Mandated health insurance benefits are laws requiring insurers to cover specific providers and procedures not usually included in basic health care plans. In 1965 there were only seven state-mandated benefits nationwide. Today there are close to 1,500.

Depending on the state, mandates can cover services ranging from acupuncture to in vitro fertilization, and providers ranging from chiropractors to naturopathy. They cover bone marrow transplants and clinical trials in Georgia, hairpieces in Minnesota, marriage counseling in Connecticut, and pastoral counseling in Maine.

These laws mean that if people buy insurance at all, they must purchase a bloated and expensive package of benefits designed by politicians. They are forbidden from buying insurance that fits their own preferences, and is tailored to individual and family needs.

These mandates apply only to those health insurance policies controlled by state health insurance laws – mainly policies purchased by small businesses and individuals. They do not apply to the self-insured plans of large companies. Nor do they apply to Medicare or Medicaid patients.

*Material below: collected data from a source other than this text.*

//! Server lifecycle state machine.
//!
//! # States
//! - Running: accepting and serving connections
//! - ShuttingDown: listener closed, draining outstanding connections
//! - Terminated: drain finished, serve loop returned
//!
//! # State Transitions
//! ```text
//! Running → ShuttingDown: SIGINT / SIGTERM (or confirmed immediate handoff)
//! ShuttingDown → Terminated: outstanding connections reached zero
//! ```
//!
//! Transitions only move forward. A transition requested from the wrong
//! state is refused, which is what makes shutdown idempotent under
//! concurrent signal delivery.

use std::sync::atomic::{AtomicU8, Ordering};

/// Lifecycle state of one server instance.
#[repr(u8)]
#[derive(Debug, Clone, Copy, PartialEq, Eq, PartialOrd, Ord)]
pub enum ServerState {
    Running = 0,
    ShuttingDown = 1,
    Terminated = 2,
}

impl From<u8> for ServerState {
    fn from(val: u8) -> Self {
        match val {
            0 => ServerState::Running,
            1 => ServerState::ShuttingDown,
            _ => ServerState::Terminated,
        }
    }
}

impl std::fmt::Display for ServerState {
    fn fmt(&self, f: &mut std::fmt::Formatter<'_>) -> std::fmt::Result {
        let name = match self {
            ServerState::Running => "running",
            ServerState::ShuttingDown => "shutting-down",
            ServerState::Terminated => "terminated",
        };
        f.write_str(name)
    }
}

/// Atomic holder for a [`ServerState`].
#[derive(Debug)]
pub struct StateCell(AtomicU8);

impl StateCell {
    /// A new cell in the `Running` state.
    pub fn new() -> Self {
        Self(AtomicU8::new(ServerState::Running as u8))
    }

    pub fn get(&self) -> ServerState {
        self.0.load(Ordering::SeqCst).into()
    }

    /// Move from `from` to `to`.
    ///
    /// Returns `false` without changing anything when the current state is
    /// not `from` or when `to` would move backwards.
    pub fn transition(&self, from: ServerState, to: ServerState) -> bool {
        if to <= from {
            return false;
        }
        self.0
            .compare_exchange(from as u8, to as u8, Ordering::SeqCst, Ordering::SeqCst)
            .is_ok()
    }
}

impl Default for StateCell {
    fn default() -> Self {
        Self::new()
    }
}

#[cfg(test)]
mod tests {
    use super::*;

    #[test]
    fn starts_running() {
        assert_eq!(StateCell::new().get(), ServerState::Running);
    }

    #[test]
    fn forward_transitions_only() {
        let state = StateCell::new();
        assert!(state.transition(ServerState::Running, ServerState::ShuttingDown));
        assert!(!state.transition(ServerState::Running, ServerState::ShuttingDown));
        assert!(!state.transition(ServerState::ShuttingDown, ServerState::Running));
        assert!(state.transition(ServerState::ShuttingDown, ServerState::Terminated));
        assert_eq!(state.get(), ServerState::Terminated);
    }

    #[test]
    fn cannot_skip_from_wrong_state() {
        let state = StateCell::new();
        assert!(!state.transition(ServerState::ShuttingDown, ServerState::Terminated));
        assert_eq!(state.get(), ServerState::Running);
    }
}
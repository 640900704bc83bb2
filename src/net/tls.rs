//! TLS configuration and certificate loading.

use std::path::Path;

use axum_server::tls_rustls::RustlsConfig;
use tokio_rustls::TlsAcceptor;

/// Load a TLS acceptor from certificate and key files.
///
/// ALPN advertises `h2` and `http/1.1`, both of which the connection
/// handler can speak.
pub async fn load_tls_acceptor(cert_path: &Path, key_path: &Path) -> Result<TlsAcceptor, std::io::Error> {
    if !cert_path.exists() {
        return Err(std::io::Error::new(
            std::io::ErrorKind::NotFound,
            format!("Certificate file not found: {:?}", cert_path),
        ));
    }
    if !key_path.exists() {
        return Err(std::io::Error::new(
            std::io::ErrorKind::NotFound,
            format!("Private key file not found: {:?}", key_path),
        ));
    }

    let config = RustlsConfig::from_pem_file(cert_path, key_path).await?;
    Ok(TlsAcceptor::from(config.get_inner()))
}
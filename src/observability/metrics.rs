//! Metrics collection and exposition.
//!
//! # Responsibilities
//! - Define restart/drain metrics (connections, forks, forced releases)
//! - Optionally expose a Prometheus-compatible scrape endpoint
//!
//! # Metrics
//! - `grace_connections_accepted_total` (counter): connections accepted
//! - `grace_active_connections` (gauge): outstanding connections in this process
//! - `grace_forced_releases_total` (counter): connections abandoned by a drain timeout
//! - `grace_forks_total` (counter): replacement processes spawned
//! - `grace_fork_failures_total` (counter): failed restart attempts
//!
//! # Design Decisions
//! - Recording goes through the `metrics` facade and is a no-op until an
//!   exporter is installed
//! - The exporter binds its own port, which a child cannot inherit; it is off
//!   unless an address is configured

use std::net::SocketAddr;

use metrics_exporter_prometheus::PrometheusBuilder;

/// Install the Prometheus exporter on `addr`.
///
/// Failure is logged and otherwise ignored; metrics are never worth an outage.
pub fn init_metrics(addr: SocketAddr) {
    match PrometheusBuilder::new().with_http_listener(addr).install() {
        Ok(()) => tracing::info!(address = %addr, "Metrics exporter listening"),
        Err(e) => tracing::warn!(address = %addr, error = %e, "Failed to install metrics exporter"),
    }
}

pub fn connection_opened() {
    ::metrics::counter!("grace_connections_accepted_total").increment(1);
    ::metrics::gauge!("grace_active_connections").increment(1.0);
}

pub fn connection_closed() {
    ::metrics::gauge!("grace_active_connections").decrement(1.0);
}

pub fn connections_force_released(count: u64) {
    ::metrics::counter!("grace_forced_releases_total").increment(count);
    ::metrics::gauge!("grace_active_connections").decrement(count as f64);
}

pub fn fork_spawned() {
    ::metrics::counter!("grace_forks_total").increment(1);
}

pub fn fork_failed(reason: &'static str) {
    ::metrics::counter!("grace_fork_failures_total", "reason" => reason).increment(1);
}
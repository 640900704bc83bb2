//! The contract between the restart core and the application.

use std::future::Future;
use std::io;

use crate::net::{ServerStream, TrackedConnection};

/// Processes one accepted connection to completion.
///
/// The connection counts against the server's drain until it is closed or
/// dropped, so a handler that returns early releases it early.
pub trait ConnectionHandler: Send + Sync + 'static {
    fn handle(
        &self,
        conn: TrackedConnection<ServerStream>,
    ) -> impl Future<Output = io::Result<()>> + Send;
}

impl<F, Fut> ConnectionHandler for F
where
    F: Fn(TrackedConnection<ServerStream>) -> Fut + Send + Sync + 'static,
    Fut: Future<Output = io::Result<()>> + Send,
{
    fn handle(
        &self,
        conn: TrackedConnection<ServerStream>,
    ) -> impl Future<Output = io::Result<()>> + Send {
        self(conn)
    }
}
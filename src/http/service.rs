//! Demo HTTP application served on every listener.
//!
//! # Responsibilities
//! - Build the Axum router (identity and health endpoints)
//! - Serve HTTP/1.1 and HTTP/2 per accepted connection via hyper-util
//! - Close keep-alive connections once draining starts, after answering
//!   the request they have in flight
//!
//! # Design Decisions
//! - One router shared by all servers; per-connection facts travel as a
//!   request extension
//! - Keep-alive connections would otherwise hold a drain open until its
//!   deadline, so the handler listens for a drain token

use std::future::Future;
use std::io;
use std::net::SocketAddr;
use std::time::Duration;

use axum::extract::Extension;
use axum::http::{HeaderMap, Request};
use axum::routing::get;
use axum::{Json, Router};
use hyper::body::Incoming;
use hyper_util::rt::{TokioExecutor, TokioIo};
use hyper_util::server::conn::auto::Builder;
use hyper_util::service::TowerToHyperService;
use serde::Serialize;
use tokio_util::sync::CancellationToken;
use tower::ServiceExt;
use tower_http::request_id::{PropagateRequestIdLayer, SetRequestIdLayer};
use tower_http::timeout::TimeoutLayer;
use tower_http::trace::TraceLayer;

use crate::http::request::{request_id, MakeRequestUuid, X_REQUEST_ID};
use crate::net::{Protocol, ServerStream, TrackedConnection};
use crate::server::ConnectionHandler;

/// Facts about the connection a request arrived on.
#[derive(Debug, Clone)]
pub struct ConnectionInfo {
    pub local_addr: Option<SocketAddr>,
    pub peer_addr: SocketAddr,
    pub protocol: Protocol,
}

#[derive(Debug, Serialize)]
struct Identity {
    pid: u32,
    address: Option<String>,
    peer: String,
    protocol: String,
    request_id: Option<String>,
}

/// Build the Axum router with all middleware layers.
#[allow(deprecated)]
pub fn build_router(request_timeout: Duration) -> Router {
    Router::new()
        .route("/", get(identity))
        .route("/healthz", get(healthz))
        .layer(TimeoutLayer::new(request_timeout))
        .layer(PropagateRequestIdLayer::new(X_REQUEST_ID))
        .layer(TraceLayer::new_for_http())
        .layer(SetRequestIdLayer::new(X_REQUEST_ID, MakeRequestUuid))
}

/// Reports which process answered, so restarts are observable from outside.
async fn identity(Extension(conn): Extension<ConnectionInfo>, headers: HeaderMap) -> Json<Identity> {
    Json(Identity {
        pid: std::process::id(),
        address: conn.local_addr.map(|a| a.to_string()),
        peer: conn.peer_addr.to_string(),
        protocol: conn.protocol.to_string(),
        request_id: request_id(&headers).map(str::to_string),
    })
}

async fn healthz() -> &'static str {
    "ok"
}

/// Serves `router` over each connection, HTTP/1.1 or HTTP/2.
#[derive(Debug, Clone)]
pub struct HttpHandler {
    router: Router,
    draining: CancellationToken,
}

impl HttpHandler {
    pub fn new(router: Router) -> Self {
        Self {
            router,
            draining: CancellationToken::new(),
        }
    }

    /// Cancel to finish in-flight requests and close keep-alive connections.
    ///
    /// A connection that has not sent a request yet is left open until it
    /// does, or until the drain timeout abandons it.
    pub fn drain_token(&self) -> CancellationToken {
        self.draining.clone()
    }
}

impl ConnectionHandler for HttpHandler {
    fn handle(
        &self,
        conn: TrackedConnection<ServerStream>,
    ) -> impl Future<Output = io::Result<()>> + Send {
        let router = self.router.clone();
        let draining = self.draining.clone();

        async move {
            let info = ConnectionInfo {
                local_addr: conn.get_ref().local_addr().ok(),
                peer_addr: conn.peer_addr(),
                protocol: conn.get_ref().protocol(),
            };
            // Set once hyper has read a request, which also fixes the protocol.
            let first_request = CancellationToken::new();
            let seen = first_request.clone();
            let service = router.map_request(move |mut request: Request<Incoming>| {
                seen.cancel();
                request.extensions_mut().insert(info.clone());
                request
            });

            let builder = Builder::new(TokioExecutor::new());
            let connection =
                builder.serve_connection_with_upgrades(TokioIo::new(conn), TowerToHyperService::new(service));
            tokio::pin!(connection);

            let result = tokio::select! {
                result = connection.as_mut() => result,
                _ = draining.cancelled() => {
                    // A request already on the wire is answered before the
                    // connection is wound down.
                    tokio::select! {
                        result = connection.as_mut() => result,
                        _ = first_request.cancelled() => {
                            connection.as_mut().graceful_shutdown();
                            connection.await
                        }
                    }
                }
            };
            result.map_err(io::Error::other)
        }
    }
}
//! Shared utilities for integration tests.

#![allow(dead_code)]

use std::future::Future;
use std::io;
use std::path::{Path, PathBuf};
use std::sync::Arc;
use std::time::Duration;

use tokio::io::AsyncReadExt;
use tokio::net::TcpListener;
use tokio::task::JoinHandle;

use grace_server::config::schema::ServerConfig;
use grace_server::lifecycle::{LaunchSpec, ServerRegistry, StartupError, Supervisor};
use grace_server::net::{Inheritance, ServerStream, TrackedConnection};
use grace_server::GraceConfig;

/// A loopback address nothing is listening on right now.
pub async fn free_address() -> String {
    let listener = TcpListener::bind("127.0.0.1:0").await.unwrap();
    listener.local_addr().unwrap().to_string()
}

pub fn config(addresses: &[String]) -> GraceConfig {
    GraceConfig {
        servers: addresses
            .iter()
            .map(|address| ServerConfig {
                address: address.clone(),
                tls: None,
            })
            .collect(),
        ..Default::default()
    }
}

/// Holds each connection until the client hangs up.
pub async fn hold_until_eof(mut conn: TrackedConnection<ServerStream>) -> io::Result<()> {
    let mut buf = [0u8; 64];
    while conn.read(&mut buf).await? > 0 {}
    conn.close().await
}

/// A supervisor running in the background with the `hold_until_eof` handler.
pub struct Running {
    pub registry: Arc<ServerRegistry>,
    pub task: JoinHandle<Result<(), StartupError>>,
}

pub async fn start(config: GraceConfig, launch: LaunchSpec) -> Running {
    let expected = config.servers.len();
    let supervisor = Supervisor::new(config, Inheritance::root(), launch);
    let registry = supervisor.registry();
    let task = tokio::spawn(supervisor.run(Arc::new(hold_until_eof)));

    wait_until(Duration::from_secs(5), || registry.len() == expected).await;
    Running { registry, task }
}

/// Launch settings that never get used.
pub fn no_launch() -> LaunchSpec {
    LaunchSpec {
        program: "/bin/false".into(),
        args: Vec::new(),
    }
}

/// Launch `/bin/sh <script> <args...>`, so the written script is never exec'd directly.
pub fn sh_launch(script: &Path, args: &[&str]) -> LaunchSpec {
    let mut all = vec![script.as_os_str().to_owned()];
    all.extend(args.iter().map(Into::into));
    LaunchSpec {
        program: "/bin/sh".into(),
        args: all,
    }
}

pub fn write_script(dir: &Path, name: &str, body: &str) -> PathBuf {
    let path = dir.join(name);
    std::fs::write(&path, format!("#!/bin/sh\n{body}\n")).unwrap();
    path
}

/// Poll `cond` until it holds, panicking after `limit`.
pub async fn wait_until(limit: Duration, mut cond: impl FnMut() -> bool) {
    tokio::time::timeout(limit, async {
        while !cond() {
            tokio::time::sleep(Duration::from_millis(10)).await;
        }
    })
    .await
    .expect("condition not reached in time");
}

/// Like [`wait_until`] for async conditions.
pub async fn wait_until_async<F, Fut>(limit: Duration, mut cond: F)
where
    F: FnMut() -> Fut,
    Fut: Future<Output = bool>,
{
    tokio::time::timeout(limit, async {
        while !cond().await {
            tokio::time::sleep(Duration::from_millis(20)).await;
        }
    })
    .await
    .expect("condition not reached in time");
}
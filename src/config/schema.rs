//! Configuration schema definitions.
//!
//! This module defines the complete configuration structure for the server.
//! All types derive Serde traits for deserialization from config files.

use std::path::PathBuf;
use std::time::Duration;

use serde::{Deserialize, Serialize};

use crate::lifecycle::fork::HandoffMode;
use crate::lifecycle::shutdown::{self, DEFAULT_DRAIN_TIMEOUT_MS};

/// Root configuration.
#[derive(Debug, Clone, Deserialize, Serialize, Default)]
#[serde(default)]
pub struct GraceConfig {
    /// Listening servers, in registration order.
    pub servers: Vec<ServerConfig>,

    /// Drain, keepalive and readiness timeouts.
    pub timeouts: TimeoutConfig,

    /// Restart behaviour.
    pub restart: RestartConfig,

    /// Observability settings.
    pub observability: ObservabilityConfig,
}

/// One listening server.
#[derive(Debug, Clone, Deserialize, Serialize)]
pub struct ServerConfig {
    /// Bind address (e.g., ":8080" or "127.0.0.1:8443").
    pub address: String,

    /// Serve TLS on this listener.
    #[serde(default)]
    pub tls: Option<TlsConfig>,
}

/// TLS configuration for a listener.
#[derive(Debug, Clone, Deserialize, Serialize)]
pub struct TlsConfig {
    /// Path to certificate file (PEM).
    pub cert_path: String,

    /// Path to private key file (PEM).
    pub key_path: String,
}

/// Timeout configuration.
#[derive(Debug, Clone, Deserialize, Serialize)]
#[serde(default)]
pub struct TimeoutConfig {
    /// How long a drain may take, in milliseconds. Negative waits forever.
    pub drain_timeout_ms: i64,

    /// TCP keepalive period for accepted connections. 0 leaves it untouched.
    pub keepalive_secs: u64,

    /// How long an immediate handoff waits for the child to report ready.
    pub readiness_timeout_secs: u64,

    /// Per-request timeout of the demo HTTP handler.
    pub request_secs: u64,
}

impl Default for TimeoutConfig {
    fn default() -> Self {
        Self {
            drain_timeout_ms: DEFAULT_DRAIN_TIMEOUT_MS,
            keepalive_secs: 180,
            readiness_timeout_secs: 10,
            request_secs: 30,
        }
    }
}

impl TimeoutConfig {
    pub fn drain_timeout(&self) -> Option<Duration> {
        shutdown::drain_timeout(self.drain_timeout_ms)
    }

    pub fn keepalive(&self) -> Option<Duration> {
        (self.keepalive_secs > 0).then(|| Duration::from_secs(self.keepalive_secs))
    }

    pub fn readiness_timeout(&self) -> Duration {
        Duration::from_secs(self.readiness_timeout_secs)
    }

    pub fn request_timeout(&self) -> Duration {
        Duration::from_secs(self.request_secs)
    }
}

/// Restart configuration.
#[derive(Debug, Clone, Deserialize, Serialize, Default)]
#[serde(default)]
pub struct RestartConfig {
    /// What the parent does once its replacement is running.
    pub handoff: HandoffMode,

    /// Where the serving process records its pid.
    pub pid_file: Option<PathBuf>,
}

/// Observability configuration.
#[derive(Debug, Clone, Deserialize, Serialize)]
#[serde(default)]
pub struct ObservabilityConfig {
    /// Log level (trace, debug, info, warn, error).
    pub log_level: String,

    /// Prometheus exporter bind address. No exporter when unset.
    pub metrics_address: Option<String>,
}

impl Default for ObservabilityConfig {
    fn default() -> Self {
        Self {
            log_level: "info".to_string(),
            metrics_address: None,
        }
    }
}
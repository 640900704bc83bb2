//! Shutdown and drain sequencing.
//!
//! # Sequence
//! ```text
//! SIGINT / SIGTERM
//!     → state Running → ShuttingDown (refused if not Running)
//!     → drain timer started (when a timeout is configured)
//!     → listener closed; accept loop ends cleanly
//!     → serve loop waits for outstanding connections
//!     → timer fires first: outstanding connections force-released
//!     → state ShuttingDown → Terminated; serve returns
//! ```
//!
//! The forced release only stops the wait. Abandoned connections keep
//! running until the process exits.

use std::time::Duration;

use crate::net::ConnectionTracker;

/// Default drain timeout in milliseconds.
pub const DEFAULT_DRAIN_TIMEOUT_MS: i64 = 60_000;

/// Interpret a configured drain timeout; negative means wait forever.
pub fn drain_timeout(millis: i64) -> Option<Duration> {
    u64::try_from(millis).ok().map(Duration::from_millis)
}

/// Sleep for `timeout`, then stop waiting on `tracker`'s connections.
pub async fn run_drain_timer(tracker: ConnectionTracker, timeout: Duration, address: String) {
    tokio::time::sleep(timeout).await;

    let abandoned = tracker.force_release();
    if abandoned > 0 {
        tracing::warn!(
            pid = std::process::id(),
            address = %address,
            abandoned,
            timeout_ms = timeout.as_millis() as u64,
            "[STOP - Hammer Time] Drain timeout expired, releasing outstanding connections"
        );
    }
}
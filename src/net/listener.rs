//! Listening socket wrapper that cooperates with drain and restart.
//!
//! # Responsibilities
//! - Bind to a configured address (Go-style `":8080"` accepted)
//! - Accept connections and count them against the server's tracker
//! - Apply per-connection socket tuning (keepalive)
//! - Close exactly once through a handshake with a background task
//! - Hand out duplicated descriptors for a forked child
//!
//! # Design Decisions
//! - Closing is reported to `accept` as [`ListenerError::Closed`], never as
//!   an I/O error, so the accept loop can tell shutdown from failure
//! - `close` does not return until the socket has actually been dropped

use std::io;
use std::net::SocketAddr;
use std::os::fd::{AsRawFd, OwnedFd};
use std::sync::atomic::{AtomicBool, Ordering};
use std::sync::Arc;
use std::time::Duration;

use socket2::{SockRef, TcpKeepalive};
use thiserror::Error;
use tokio::net::{TcpListener, TcpStream};
use tokio::sync::{mpsc, oneshot, RwLock};
use tokio_util::sync::CancellationToken;

use crate::net::connection::{ConnectionTracker, TrackedConnection};
use crate::net::inherit::{dup_above, INHERIT_FD_FLOOR};

/// Error type for listener operations.
#[derive(Debug, Error)]
pub enum ListenerError {
    /// The listener was closed on purpose; the accept loop should stop.
    #[error("listener closed")]
    Closed,

    /// `close` was called on a listener that is already closed.
    #[error("invalid operation: listener already closed")]
    InvalidOperation,

    #[error("failed to accept: {0}")]
    Accept(#[source] io::Error),

    #[error("failed to duplicate listening descriptor: {0}")]
    Export(#[source] io::Error),

    /// The close task went away before confirming (runtime shutting down).
    #[error("listener close handshake interrupted")]
    Handshake,
}

impl ListenerError {
    /// Whether this error means "the application closed us" rather than a failure.
    pub fn is_shutdown(&self) -> bool {
        matches!(self, ListenerError::Closed)
    }
}

type CloseRequest = oneshot::Sender<()>;

/// A listening socket whose accepts are tracked and whose close is a handshake.
#[derive(Debug)]
pub struct GraceListener {
    inner: Arc<RwLock<Option<TcpListener>>>,
    local_addr: SocketAddr,
    closing: CancellationToken,
    stopped: AtomicBool,
    close_tx: mpsc::Sender<CloseRequest>,
    tracker: ConnectionTracker,
    keepalive: Option<Duration>,
}

impl GraceListener {
    /// Wrap a bound listener. Must be called inside a Tokio runtime.
    pub fn new(
        listener: TcpListener,
        tracker: ConnectionTracker,
        keepalive: Option<Duration>,
    ) -> io::Result<Self> {
        let local_addr = listener.local_addr()?;
        let inner = Arc::new(RwLock::new(Some(listener)));
        let closing = CancellationToken::new();
        let (close_tx, close_rx) = mpsc::channel(1);

        tokio::spawn(run_close_task(
            Arc::clone(&inner),
            closing.clone(),
            close_rx,
            local_addr,
        ));

        Ok(Self {
            inner,
            local_addr,
            closing,
            stopped: AtomicBool::new(false),
            close_tx,
            tracker,
            keepalive,
        })
    }

    /// Wait for the next connection.
    ///
    /// The connection is counted against the tracker before it is returned.
    pub async fn accept(&self) -> Result<TrackedConnection<TcpStream>, ListenerError> {
        if self.closing.is_cancelled() {
            return Err(ListenerError::Closed);
        }

        let slot = self.inner.read().await;
        let listener = slot.as_ref().ok_or(ListenerError::Closed)?;

        let (stream, peer_addr) = tokio::select! {
            biased;
            _ = self.closing.cancelled() => return Err(ListenerError::Closed),
            accepted = listener.accept() => accepted.map_err(ListenerError::Accept)?,
        };
        drop(slot);

        let guard = self.tracker.track();
        self.tune(&stream);

        tracing::debug!(
            connection_id = %guard.id(),
            peer_addr = %peer_addr,
            address = %self.local_addr,
            "Connection accepted"
        );

        Ok(TrackedConnection::new(stream, peer_addr, guard))
    }

    /// Close the listener. Only the first call succeeds.
    ///
    /// Later calls return [`ListenerError::InvalidOperation`] immediately.
    pub async fn close(&self) -> Result<(), ListenerError> {
        if self.stopped.swap(true, Ordering::SeqCst) {
            return Err(ListenerError::InvalidOperation);
        }

        let (reply_tx, reply_rx) = oneshot::channel();
        self.close_tx
            .send(reply_tx)
            .await
            .map_err(|_| ListenerError::Handshake)?;
        reply_rx.await.map_err(|_| ListenerError::Handshake)
    }

    /// Duplicate the listening descriptor for a child process.
    ///
    /// The duplicate has close-on-exec set and sits at or above
    /// [`INHERIT_FD_FLOOR`]; the fork places it in the child's range.
    pub fn export_descriptor(&self) -> Result<OwnedFd, ListenerError> {
        let slot = self.inner.try_read().map_err(|_| ListenerError::Closed)?;
        let listener = slot.as_ref().ok_or(ListenerError::Closed)?;
        dup_above(listener.as_raw_fd(), INHERIT_FD_FLOOR).map_err(ListenerError::Export)
    }

    pub fn local_addr(&self) -> SocketAddr {
        self.local_addr
    }

    pub fn is_closed(&self) -> bool {
        self.stopped.load(Ordering::SeqCst)
    }

    pub fn tracker(&self) -> &ConnectionTracker {
        &self.tracker
    }

    fn tune(&self, stream: &TcpStream) {
        let Some(period) = self.keepalive else {
            return;
        };
        let keepalive = TcpKeepalive::new().with_time(period);
        if let Err(e) = SockRef::from(stream).set_tcp_keepalive(&keepalive) {
            tracing::debug!(error = %e, "Failed to enable TCP keepalive");
        }
    }
}

/// Waits for the single close request, releases the socket, then confirms.
async fn run_close_task(
    inner: Arc<RwLock<Option<TcpListener>>>,
    closing: CancellationToken,
    mut requests: mpsc::Receiver<CloseRequest>,
    local_addr: SocketAddr,
) {
    let Some(reply) = requests.recv().await else {
        return;
    };

    closing.cancel();
    // Pending accepts hold read guards; they bail out on the cancellation above.
    let released = inner.write().await.take();
    drop(released);

    tracing::debug!(address = %local_addr, "Listening socket released");
    let _ = reply.send(());
}

/// Turn a configured address into something `bind` understands.
///
/// An empty host (`":8080"`) means every IPv4 interface.
pub fn normalize_address(address: &str) -> String {
    match address.strip_prefix(':') {
        Some(port) => format!("0.0.0.0:{port}"),
        None => address.to_string(),
    }
}

/// Bind a fresh listening socket for `address`.
pub async fn bind(address: &str) -> io::Result<TcpListener> {
    let listener = TcpListener::bind(normalize_address(address)).await?;
    tracing::info!(
        address = %address,
        local_addr = %listener.local_addr()?,
        "Listener bound"
    );
    Ok(listener)
}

And state governments almost always exempt their own employees. As a result, the full impact of these laws falls on the most vulnerable part of the market.

Mandated benefits raise the cost of insurance and make it considerably more expensive than barebones insurance. As a result, mandates price otherwise healthy people out of the market. In fact, studies estimate that as many as one out of every four uninsured Americans has been priced out of the market for health insurance by mandates.

For example, requiring insurers to treat mental illnesses like physical illnesses, which Georgia began mandating in 1998, could add up to $700 to the cost of a policy. Mandated coverage for substance abuse, which Georgia has required since 1975, increases premiums by 6 to 8 percent.

If mandates do so much harm, then why do they exist? Very few mandates have been enacted because of pressure from patients. Almost all of them are the result of lobbying power of special interest providers, including many doctor groups. Chiropractors, psychologists physical therapists – these and many other groups descend like locusts on state legislatures each year, seeking more laws to require coverage of their services.

The reason there hasn't been more outrage over these increased costs until just recently, is that many employees believe their employers pay for the insurance they provide and therefore bear the costs alone. While this is true in a general sense, it ignores the fact that employee benefits are a substitute for wages in the employee's total compensation package. As the cost of providing benefits increases, employees either face lower wages or a reduction in benefits.

While mandated benefits mean that people with health insurance have more health care options, they also mean that fewer people are insured. Employers, especially small businesses, who face ballooning health care costs often have no choice but to drop coverage all together.

Fortunately, however, things are beginning to change. As most states face skyrocketing health insurance costs and an ever-growing uninsured population, some legislatures are rightly rethinking the wisdom of piling on burdens that only make these problems worse.